Sugar Lines from Available Varieties

During the 90 years since the first group of 17 varieties were introduced from China and Africa, an immense number of variant forms were evolved by selection or by planned hybridization and by new introductions. Moreover, much confusion of names was injected in the first years by promoters who took advantage of the widespread interest in the new crop by rechristening varieties so as to enjoy temporary advantage by selling seed of "new and improved" varieties. The result was that the same variety was known by many names and they, superimposed on many legitimate new names, resulted in a formidable list. The process of coining new names, both legitimate and illegitimate, was carried on to the point where it was difficult to untangle the confused nomenclature and assay the existing material in a methodical way. No less than 389 "domestic varieties," or at least plant materials with that many designations, have been assembled at the Meridian, Miss., station.

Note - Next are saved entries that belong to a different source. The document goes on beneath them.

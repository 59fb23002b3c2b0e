//! Products Repository

use futures::TryStreamExt;
use mongodb::{
    Collection,
    bson::{self, Document, doc},
};

use crate::{
    database::{Db, PRODUCTS_COLLECTION},
    domain::products::{
        data::{NewProduct, ProductInput, ProductSearch},
        records::{ProductId, ProductRecord},
    },
};

/// Optional fields cleared when a replacement omits them.
const OPTIONAL_FIELDS: &[&str] = &["discount", "discountDate"];

#[derive(Debug, Clone)]
pub(crate) struct MongoProductsRepository {
    collection: Collection<ProductRecord>,
}

impl MongoProductsRepository {
    #[must_use]
    pub(crate) fn new(db: &Db) -> Self {
        Self {
            collection: db.collection(PRODUCTS_COLLECTION),
        }
    }

    pub(crate) async fn find_products(
        &self,
        filter: Document,
    ) -> Result<Vec<ProductRecord>, mongodb::error::Error> {
        self.collection
            .find(filter)
            .sort(doc! { "_id": 1 })
            .await?
            .try_collect()
            .await
    }

    pub(crate) async fn get_product(
        &self,
        product: ProductId,
    ) -> Result<Option<ProductRecord>, mongodb::error::Error> {
        self.collection.find_one(by_id(product)).await
    }

    pub(crate) async fn create_product(
        &self,
        product: NewProduct,
    ) -> Result<ProductRecord, mongodb::error::Error> {
        let NewProduct { input, image_path } = product;

        let record = ProductRecord {
            id: ProductId::new(),
            name: input.name,
            description: input.description,
            quantity: input.quantity,
            price: input.price,
            discount: input.discount,
            discount_date: input.discount_date,
            category: input.category,
            image_path,
            version: 0,
        };

        self.collection.insert_one(&record).await?;

        Ok(record)
    }

    /// Returns the number of matched documents.
    pub(crate) async fn update_product(
        &self,
        product: ProductId,
        update: Document,
    ) -> Result<u64, mongodb::error::Error> {
        let result = self.collection.update_one(by_id(product), update).await?;

        Ok(result.matched_count)
    }

    /// Returns the number of deleted documents.
    pub(crate) async fn delete_product(
        &self,
        product: ProductId,
    ) -> Result<u64, mongodb::error::Error> {
        let result = self.collection.delete_one(by_id(product)).await?;

        Ok(result.deleted_count)
    }
}

fn by_id(product: ProductId) -> Document {
    doc! { "_id": product.into_object_id() }
}

/// Filter matching any supplied criterion, or `None` when nothing was supplied.
pub(crate) fn search_filter(search: &ProductSearch) -> Option<Document> {
    let mut clauses = Vec::new();

    if let Some(name) = &search.name {
        clauses.push(doc! { "name": name });
    }

    if !search.categories.is_empty() {
        clauses.push(doc! { "category": { "$in": search.categories.clone() } });
    }

    if let Some(price) = search.max_price {
        clauses.push(doc! { "price": { "$lte": price } });
    }

    if !search.discounts.is_empty() {
        clauses.push(doc! { "discount": { "$in": search.discounts.clone() } });
    }

    (!clauses.is_empty()).then(|| doc! { "$or": clauses })
}

/// Update document replacing every client-owned field and bumping the version.
///
/// The uploaded image path is server-owned and left untouched.
pub(crate) fn replacement(product: &ProductInput) -> Result<Document, bson::ser::Error> {
    let set = bson::to_document(product)?;

    let unset: Document = OPTIONAL_FIELDS
        .iter()
        .filter(|field| !set.contains_key(**field))
        .map(|field| ((*field).to_owned(), bson::Bson::from("")))
        .collect();

    let mut update = doc! {
        "$set": set,
        "$inc": { "version": 1 },
    };

    if !unset.is_empty() {
        update.insert("$unset", unset);
    }

    Ok(update)
}

#[cfg(test)]
mod tests {
    use testresult::TestResult;

    use super::*;

    fn notebook() -> ProductInput {
        ProductInput {
            name: "Notebook".to_string(),
            description: "A5".to_string(),
            quantity: 3,
            price: 4.5,
            discount: None,
            discount_date: None,
            category: "stationery".to_string(),
        }
    }

    #[test]
    fn empty_search_has_no_filter() {
        assert_eq!(search_filter(&ProductSearch::default()), None);
    }

    #[test]
    fn search_ors_supplied_criteria() {
        let filter = search_filter(&ProductSearch {
            name: Some("Notebook".to_string()),
            categories: vec!["stationery".to_string(), "office".to_string()],
            max_price: Some(10.0),
            discounts: vec![],
        });

        assert_eq!(
            filter,
            Some(doc! {
                "$or": [
                    { "name": "Notebook" },
                    { "category": { "$in": ["stationery", "office"] } },
                    { "price": { "$lte": 10.0 } },
                ]
            })
        );
    }

    #[test]
    fn search_on_a_single_criterion() {
        let filter = search_filter(&ProductSearch {
            discounts: vec!["10%".to_string()],
            ..ProductSearch::default()
        });

        assert_eq!(
            filter,
            Some(doc! { "$or": [{ "discount": { "$in": ["10%"] } }] })
        );
    }

    #[test]
    fn replacement_unsets_absent_optional_fields() -> TestResult {
        let update = replacement(&notebook())?;

        let set = update.get_document("$set")?;

        assert_eq!(set.get_str("name")?, "Notebook");
        assert_eq!(set.get_f64("price")?, 4.5);
        assert!(!set.contains_key("discount"), "discount should not be set");
        assert_eq!(update.get_document("$inc")?, &doc! { "version": 1 });
        assert_eq!(
            update.get_document("$unset")?,
            &doc! { "discount": "", "discountDate": "" }
        );

        Ok(())
    }

    #[test]
    fn replacement_keeps_supplied_optional_fields() -> TestResult {
        let update = replacement(&ProductInput {
            discount: Some("5%".to_string()),
            discount_date: Some(jiff::civil::date(2025, 3, 1)),
            ..notebook()
        })?;

        let set = update.get_document("$set")?;

        assert_eq!(set.get_str("discount")?, "5%");
        assert_eq!(set.get_str("discountDate")?, "2025-03-01");
        assert!(!update.contains_key("$unset"), "nothing should be unset");

        Ok(())
    }
}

Because of the systematic studies of competent agronomists, including C. R. Ball, and the late H. Vinall, C. V. Piper, and H. B. Cowgill, many of the more or less true-to-seed sorts in that assemblage are recognizable, but it requires a specialist to determine varieties with any degree of certainty. Every year since 1941 thousands of chemical analyses and studies of various kinds, genetic, pathological, and agronomic, have been conducted on the mass of plant material in an effort to sift out the best "sugar lines" and "sirup lines" suitable as beginning points for breeding and to continue breeding and selection with combinations already made.

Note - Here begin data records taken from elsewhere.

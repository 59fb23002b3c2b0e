//! Create Product Handler

use std::sync::Arc;

use salvo::{
    http::header::LOCATION,
    oapi::ToSchema,
    prelude::*,
};
use serde::{Deserialize, Serialize};

use catalogue_app::{
    domain::products::{
        data::{NewProduct, ProductInput},
        schema::PRODUCT_RULES,
    },
    validation::validate,
};

use crate::{
    extensions::*,
    products::{IMAGE_FIELD, errors::into_status_error, get::ProductResponse},
    state::State,
    uploads::PendingUpload,
};

/// Multipart form accepted on create.
#[derive(Debug, Serialize, Deserialize, ToSchema)]
#[serde(rename_all = "camelCase")]
pub(crate) struct ProductForm {
    pub name: String,

    pub description: String,

    pub quantity: u32,

    pub price: f64,

    #[serde(skip_serializing_if = "Option::is_none")]
    pub discount: Option<String>,

    /// ISO date, YYYY-MM-DD
    #[serde(skip_serializing_if = "Option::is_none")]
    pub discount_date: Option<String>,

    pub category: String,

    /// Product image, stored under the upload directory
    #[serde(rename = "imagemProduto", skip_serializing_if = "Option::is_none")]
    #[salvo(schema(format = Binary))]
    pub image: Option<String>,
}

/// Create Product Handler
///
/// Accepts a multipart form with an optional `imagemProduto` file, a
/// urlencoded form, or JSON. The image is only stored once the fields are
/// valid, and is removed again if the product cannot be saved.
#[endpoint(
    tags("products"),
    summary = "Create Product",
    request_body(
        content = ProductForm,
        content_type = "multipart/form-data",
        description = "The new product; JSON and urlencoded bodies take the same fields without the image",
    ),
    responses(
        (status_code = StatusCode::CREATED, description = "Product created", body = ProductResponse),
        (status_code = StatusCode::BAD_REQUEST, description = "Bad Request"),
        (status_code = StatusCode::INTERNAL_SERVER_ERROR, description = "Internal Server Error"),
    ),
)]
#[tracing::instrument(
    name = "products.create",
    skip(req, depot, res),
    fields(product_id = tracing::field::Empty, has_image = tracing::field::Empty),
    err
)]
pub(crate) async fn handler(
    req: &mut Request,
    depot: &mut Depot,
    res: &mut Response,
) -> Result<(), StatusError> {
    let state = depot.obtain_or_500::<Arc<State>>()?;
    let payload = read_payload(req, Some(IMAGE_FIELD)).await?;
    let input = validate::<ProductInput>(PRODUCT_RULES, &payload.fields).or_400()?;

    let span = tracing::Span::current();

    span.record("has_image", payload.file.is_some());

    let upload = match payload.file.as_deref() {
        Some(source) => Some(
            state
                .uploads
                .store(IMAGE_FIELD, source)
                .await
                .or_500("failed to store product image")?,
        ),
        None => None,
    };

    let product = state
        .app
        .products
        .create_product(NewProduct {
            input,
            image_path: upload.as_ref().map(PendingUpload::stored_path),
        })
        .await
        .map_err(into_status_error)?;

    if let Some(upload) = upload {
        upload.keep();
    }

    span.record("product_id", tracing::field::display(product.id));

    res.add_header(LOCATION, format!("/products/search/{}", product.id), true)
        .or_500("failed to set location header")?
        .status_code(StatusCode::CREATED);

    res.render(Json(ProductResponse::from(product)));

    Ok(())
}
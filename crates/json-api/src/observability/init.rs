//! Observability lifecycle.

use crate::config::ServerConfig;

use super::{ObservabilityError, logging, settings};

/// Apply runtime settings and install the global tracing subscriber.
pub(crate) fn init(config: &ServerConfig) -> Result<(), ObservabilityError> {
    settings::apply_runtime_config(config);

    logging::init_subscriber(config)
}
//! Tasks Data

use serde::{Deserialize, Serialize};

use crate::domain::tasks::records::TaskStatus;

/// Validated task fields, used for creation and full replacement.
#[derive(Debug, Clone, PartialEq, Serialize, Deserialize)]
pub struct TaskInput {
    pub title: String,
    pub description: String,
    pub status: TaskStatus,
}
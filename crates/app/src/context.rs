//! App Context

use std::sync::Arc;

use thiserror::Error;
use tracing::info;

use crate::{
    database,
    domain::{
        products::{MongoProductsService, ProductsService},
        tasks::{MongoTasksService, TasksService},
    },
};

#[derive(Debug, Error)]
pub enum AppInitError {
    #[error("failed to connect to database")]
    Database(#[source] mongodb::error::Error),
}

/// Services handed to every request handler.
#[derive(Clone)]
pub struct AppContext {
    pub tasks: Arc<dyn TasksService>,
    pub products: Arc<dyn ProductsService>,
}

impl AppContext {
    /// Build application context from a database URL.
    ///
    /// # Errors
    ///
    /// Returns an error when establishing a database connection fails.
    pub async fn from_database_url(
        url: &str,
        fallback_database: &str,
    ) -> Result<Self, AppInitError> {
        let db = database::connect(url, fallback_database)
            .await
            .map_err(AppInitError::Database)?;

        info!(database = db.name(), "connected to database");

        Ok(Self {
            tasks: Arc::new(MongoTasksService::new(&db)),
            products: Arc::new(MongoProductsService::new(&db)),
        })
    }
}
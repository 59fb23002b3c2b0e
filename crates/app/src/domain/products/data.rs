//! Products Data

use jiff::civil::Date;
use serde::{Deserialize, Serialize};

/// Validated, client-owned product fields.
#[derive(Debug, Clone, PartialEq, Serialize, Deserialize)]
#[serde(rename_all = "camelCase")]
pub struct ProductInput {
    pub name: String,
    pub description: String,
    pub quantity: u32,
    pub price: f64,
    #[serde(default, skip_serializing_if = "Option::is_none")]
    pub discount: Option<String>,
    #[serde(default, skip_serializing_if = "Option::is_none")]
    pub discount_date: Option<Date>,
    pub category: String,
}

/// New Product Data
#[derive(Debug, Clone, PartialEq)]
pub struct NewProduct {
    pub input: ProductInput,
    pub image_path: Option<String>,
}

/// Product search criteria. A product matches when it satisfies any supplied
/// criterion.
#[derive(Debug, Clone, Default, PartialEq)]
pub struct ProductSearch {
    /// Exact name.
    pub name: Option<String>,
    /// Any of these categories.
    pub categories: Vec<String>,
    /// Price at or below this value.
    pub max_price: Option<f64>,
    /// Any of these discounts.
    pub discounts: Vec<String>,
}

impl ProductSearch {
    /// Whether no criterion was supplied.
    #[must_use]
    pub fn is_empty(&self) -> bool {
        self.name.is_none()
            && self.categories.is_empty()
            && self.max_price.is_none()
            && self.discounts.is_empty()
    }
}
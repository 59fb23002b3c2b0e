//! Task Errors

use salvo::http::StatusError;
use tracing::error;

use catalogue_app::domain::tasks::TasksServiceError;

use crate::extensions::GENERIC_ERROR_BRIEF;

pub(crate) const TASK_NOT_FOUND: &str = "Task not found.";

pub(crate) fn into_status_error(error: TasksServiceError) -> StatusError {
    match error {
        TasksServiceError::NotFound => StatusError::not_found().brief(TASK_NOT_FOUND),
        TasksServiceError::Database(source) => {
            error!("task store operation failed: {source}");

            StatusError::internal_server_error().brief(GENERIC_ERROR_BRIEF)
        }
        TasksServiceError::Encoding(source) => {
            error!("failed to encode task document: {source}");

            StatusError::internal_server_error().brief(GENERIC_ERROR_BRIEF)
        }
    }
}
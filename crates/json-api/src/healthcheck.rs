//! Catalogue JSON API Healthcheck Handler

use salvo::{oapi::ToSchema, prelude::*};
use serde::{Deserialize, Serialize};

/// Liveness response
#[derive(Debug, Serialize, Deserialize, ToSchema)]
pub(crate) struct HealthResponse {
    /// Always "ok" while the process serves requests
    pub status: String,

    /// Server build version
    pub version: String,
}

/// Healthcheck handler
///
/// Reports liveness only; the store is not contacted.
#[endpoint(tags("health"), summary = "Health check endpoint")]
pub(crate) async fn handler() -> Json<HealthResponse> {
    Json(HealthResponse {
        status: "ok".to_string(),
        version: env!("CARGO_PKG_VERSION").to_string(),
    })
}
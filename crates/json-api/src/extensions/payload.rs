//! Request body extraction shared by the create and update handlers.

use std::path::PathBuf;

use salvo::{Request, http::mime, prelude::StatusError};
use serde_json::{Map, Value};

use crate::extensions::*;

const MALFORMED_BODY: &str = "Request body could not be parsed";

/// Raw fields of a request body plus the temporary path of an attached file.
#[derive(Debug, Default)]
pub(crate) struct Payload {
    pub(crate) fields: Value,
    pub(crate) file: Option<PathBuf>,
}

/// Read a JSON body, or a urlencoded or multipart form whose fields become
/// string values. `file_field` names the multipart part kept as an attachment.
pub(crate) async fn read_payload(
    req: &mut Request,
    file_field: Option<&str>,
) -> Result<Payload, StatusError> {
    let is_json = req
        .content_type()
        .is_some_and(|content_type| content_type.subtype() == mime::JSON);

    if is_json {
        let fields = req.parse_json::<Value>().await.or_400(MALFORMED_BODY)?;

        return Ok(Payload { fields, file: None });
    }

    let form = req.form_data().await.or_400(MALFORMED_BODY)?;

    let fields = form
        .fields
        .iter()
        .map(|(name, value)| (name.clone(), Value::String(value.clone())))
        .collect::<Map<_, _>>();

    let file = file_field
        .and_then(|name| form.files.get(name))
        .map(|part| part.path().clone());

    Ok(Payload {
        fields: Value::Object(fields),
        file,
    })
}

#[cfg(test)]
mod tests {
    use salvo::{
        http::header::CONTENT_TYPE,
        prelude::*,
        test::{ResponseExt, TestClient},
    };
    use serde_json::json;
    use testresult::TestResult;

    use super::*;

    #[handler]
    async fn echo(req: &mut Request, res: &mut Response) -> Result<(), StatusError> {
        let payload = read_payload(req, Some("attachment")).await?;

        res.render(Json(json!({
            "fields": payload.fields,
            "file": payload.file.is_some(),
        })));

        Ok(())
    }

    fn service() -> Service {
        Service::new(Router::with_path("echo").post(echo))
    }

    #[tokio::test]
    async fn reads_json_bodies() -> TestResult {
        let body: Value = TestClient::post("http://example.com/echo")
            .json(&json!({ "title": "Read", "count": 2 }))
            .send(&service())
            .await
            .take_json()
            .await?;

        assert_eq!(
            body,
            json!({ "fields": { "title": "Read", "count": 2 }, "file": false })
        );

        Ok(())
    }

    #[tokio::test]
    async fn reads_urlencoded_forms_as_strings() -> TestResult {
        let body: Value = TestClient::post("http://example.com/echo")
            .raw_form("title=Read&count=2")
            .send(&service())
            .await
            .take_json()
            .await?;

        assert_eq!(
            body,
            json!({ "fields": { "title": "Read", "count": "2" }, "file": false })
        );

        Ok(())
    }

    #[tokio::test]
    async fn keeps_the_named_multipart_file() -> TestResult {
        let body = "--XBOUNDARY\r\n\
            Content-Disposition: form-data; name=\"title\"\r\n\r\n\
            Read\r\n\
            --XBOUNDARY\r\n\
            Content-Disposition: form-data; name=\"attachment\"; filename=\"a.jpg\"\r\n\
            Content-Type: image/jpeg\r\n\r\n\
            jpegbytes\r\n\
            --XBOUNDARY--\r\n";

        let body: Value = TestClient::post("http://example.com/echo")
            .text(body)
            .add_header(CONTENT_TYPE, "multipart/form-data; boundary=XBOUNDARY", true)
            .send(&service())
            .await
            .take_json()
            .await?;

        assert_eq!(body, json!({ "fields": { "title": "Read" }, "file": true }));

        Ok(())
    }

    #[tokio::test]
    async fn malformed_json_is_a_bad_request() {
        let res = TestClient::post("http://example.com/echo")
            .text("{ not json")
            .add_header(CONTENT_TYPE, "application/json", true)
            .send(&service())
            .await;

        assert_eq!(res.status_code, Some(StatusCode::BAD_REQUEST));
    }
}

Fourteen crosses of domestic varieties considered promising as sugar lines have been made. They comprise various combinations of Honey, Collier, Rex, Hodo, and White African with Cowper, Sourless, Straight-neck, Hodo, S. A. 287, and Early Folger 9097. Sirup lines are represented by crosses of Hodo, S. A. 287, White African, Coleman (M), S. A. 108, and Iceberg in various combinations with C. P. Special, Early Folger 16154, Cowper, and Straightneck. All of them have now been carried to the F6 generation. The best results have been obtained from Hodo X Early Folger 9097. More recently, exploratory crosses were made to find parents that would transmit high yield and disease resistance; they represented 43 combinations of Rox Orange, S. A. 183, M. N. 60, M. N. 61, Texas Blackhull Kafir, Sugary Feterita, Dawn, Blackhull Kafir, Georgia Blue Ribbon, Straightneck, Iceberg, M. N. 51, and M. N. 352 with S. A. 287 C, Sumac, Coleman Y, McLean, Silvertop, Saccaline, Leoti, S. A. 107, Rex, Honey, Hodo, Atlas, and Early Folger 16154.

The results indicate that the only good domestic parent varieties for intercrossing are Collier, Rex, Honey, Early Folger 9097, White African, and Hodo. Combinations of these are not likely to produce high-yielding varieties for sugar production, but because Hodo is rank-growing there is a good possibility of increasing sirup yields.

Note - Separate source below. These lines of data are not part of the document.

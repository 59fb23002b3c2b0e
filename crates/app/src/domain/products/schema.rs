//! Product payload rules.

use crate::validation::{FieldRule, RuleKind};

const NON_NEGATIVE_INTEGER: RuleKind = RuleKind::Number {
    min: Some(0.0),
    // u32::MAX
    max: Some(4_294_967_295.0),
    integer: true,
};

const NON_NEGATIVE_NUMBER: RuleKind = RuleKind::Number {
    min: Some(0.0),
    max: None,
    integer: false,
};

/// Rules applied to product create and update payloads.
pub const PRODUCT_RULES: &[FieldRule] = &[
    FieldRule::required("name", RuleKind::Text).aliases(&["nome"]),
    FieldRule::required("description", RuleKind::Text).aliases(&["descricao"]),
    FieldRule::required("quantity", NON_NEGATIVE_INTEGER).aliases(&["quantidade"]),
    FieldRule::required("price", NON_NEGATIVE_NUMBER).aliases(&["preco"]),
    FieldRule::optional("discount", RuleKind::Text).aliases(&["desconto"]),
    FieldRule::optional("discountDate", RuleKind::IsoDate).aliases(&["dataDesconto"]),
    FieldRule::required("category", RuleKind::Text).aliases(&["categoria"]),
];
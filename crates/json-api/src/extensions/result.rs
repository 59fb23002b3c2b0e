//! Result helper extensions for HTTP handlers.

use std::fmt::Display;

use salvo::prelude::StatusError;
use tracing::{debug, error};

/// Generic brief for failures whose details stay server-side.
pub(crate) const GENERIC_ERROR_BRIEF: &str = "An error occurred.";

/// Map any error to an HTTP error response.
pub(crate) trait ResultExt<T> {
    /// Log the error and respond with a generic internal server error.
    fn or_500(self, context: &str) -> Result<T, StatusError>;

    /// Respond with a bad request carrying `brief`.
    fn or_400(self, brief: &str) -> Result<T, StatusError>;
}

impl<T, E> ResultExt<T> for Result<T, E>
where
    E: Display,
{
    fn or_500(self, context: &str) -> Result<T, StatusError> {
        self.map_err(|error| {
            error!("{context}: {error}");

            StatusError::internal_server_error().brief(GENERIC_ERROR_BRIEF)
        })
    }

    fn or_400(self, brief: &str) -> Result<T, StatusError> {
        self.map_err(|error| {
            debug!("{brief}: {error}");

            StatusError::bad_request().brief(brief)
        })
    }
}
//! Declarative payload validation.
//!
//! Each resource declares a static table of [`FieldRule`]s. [`validate`] checks a
//! raw JSON payload against such a table and either produces the normalized,
//! decoded value or every violation found, in table order. Unknown fields are
//! stripped, aliases are resolved to canonical field names, defaults are applied
//! and numeric strings (as sent by HTML forms) are converted to numbers.

mod rules;
mod violations;

use jiff::civil::Date;
use serde::de::DeserializeOwned;
use serde_json::{Map, Number, Value};

pub use rules::{FieldRule, RuleKind};
pub use violations::{Violation, Violations};

/// Outcome of checking a payload against a rule table.
#[derive(Debug, Clone, PartialEq)]
pub enum Validation<T> {
    /// The normalized, decoded payload.
    Valid(T),

    /// Every violation found, in rule-table order.
    Invalid(Violations),
}

impl<T> Validation<T> {
    /// Convert into a `Result`, keeping every violation.
    ///
    /// # Errors
    ///
    /// Returns the violations when the payload was rejected.
    pub fn into_result(self) -> Result<T, Violations> {
        match self {
            Self::Valid(value) => Ok(value),
            Self::Invalid(violations) => Err(violations),
        }
    }
}

/// Check `payload` against `rules` and decode the normalized result into `T`.
pub fn validate<T: DeserializeOwned>(rules: &[FieldRule], payload: &Value) -> Validation<T> {
    let Value::Object(fields) = payload else {
        return Validation::Invalid(Violation::NotAnObject.into());
    };

    let mut normalized = Map::new();
    let mut violations = Violations::default();

    for rule in rules {
        let supplied = fields
            .iter()
            .find(|(name, _)| rule.matches(name))
            .map(|(_, value)| value);

        match (supplied, rule.default) {
            (Some(value), _) => match check(rule, value) {
                Ok(value) => {
                    normalized.insert(rule.field.to_owned(), value);
                }
                Err(violation) => violations.push(violation),
            },
            (None, Some(default)) => {
                normalized.insert(rule.field.to_owned(), Value::from(default));
            }
            (None, None) if rule.required => violations.push(Violation::Missing(rule.field)),
            (None, None) => {}
        }
    }

    if violations.first().is_some() {
        return Validation::Invalid(violations);
    }

    match serde_json::from_value(Value::Object(normalized)) {
        Ok(value) => Validation::Valid(value),
        Err(error) => Validation::Invalid(Violation::Undecodable(error.to_string()).into()),
    }
}

fn check(rule: &FieldRule, value: &Value) -> Result<Value, Violation> {
    let field = rule.field;

    match rule.kind {
        RuleKind::Text => text(field, value).map(Value::from),
        RuleKind::Number { min, max, integer } => {
            let number = number(field, value)?;

            if integer && number.fract() != 0.0 {
                return Err(Violation::NotInteger(field));
            }

            if let Some(min) = min
                && number < min
            {
                return Err(Violation::BelowMinimum { field, min });
            }

            if let Some(max) = max
                && number > max
            {
                return Err(Violation::AboveMaximum { field, max });
            }

            normalize_number(field, number, integer)
        }
        RuleKind::IsoDate => {
            let raw = text(field, value)?;

            raw.parse::<Date>()
                .ok()
                .filter(|date| date.to_string() == raw)
                .map(|date| Value::from(date.to_string()))
                .ok_or(Violation::NotIsoDate(field))
        }
        RuleKind::Enumerated { values, aliases } => {
            let raw = text(field, value)?;

            values
                .iter()
                .find(|allowed| **allowed == raw)
                .or_else(|| {
                    aliases
                        .iter()
                        .find(|(alias, _)| *alias == raw)
                        .map(|(_, canonical)| canonical)
                })
                .map(|canonical| Value::from(*canonical))
                .ok_or(Violation::NotAllowed {
                    field,
                    allowed: values,
                })
        }
    }
}

fn text<'v>(field: &'static str, value: &'v Value) -> Result<&'v str, Violation> {
    match value {
        Value::String(text) if text.is_empty() => Err(Violation::Empty(field)),
        Value::String(text) => Ok(text),
        _ => Err(Violation::NotText(field)),
    }
}

fn number(field: &'static str, value: &Value) -> Result<f64, Violation> {
    let parsed = match value {
        Value::Number(number) => number.as_f64(),
        Value::String(text) => text.trim().parse::<f64>().ok(),
        _ => None,
    };

    parsed
        .filter(|number| number.is_finite())
        .ok_or(Violation::NotNumber(field))
}

fn normalize_number(field: &'static str, number: f64, integer: bool) -> Result<Value, Violation> {
    if integer {
        #[expect(
            clippy::cast_possible_truncation,
            reason = "fractional values are rejected before normalization"
        )]
        let whole = number as i64;

        return Ok(Value::from(whole));
    }

    Number::from_f64(number)
        .map(Value::Number)
        .ok_or(Violation::NotNumber(field))
}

Rex, Collier, and Honey were used in 1944 for more than 200 crosses with a number of the large, robust varieties obtained from Ethiopia and India. Promising parents among the latter include M. N. 414, 423, 531, 534, 543, and 684. The F2 generation was grown in 1946. Although its progenies will be actively segregated, it is probable that there will be enough material to permit selection of parents that may produce the type wanted. As indicated before, this line of breeding—crossing of the promising large tropical varieties with domestic varieties—is the main hope for success. At this stage it is only well begun.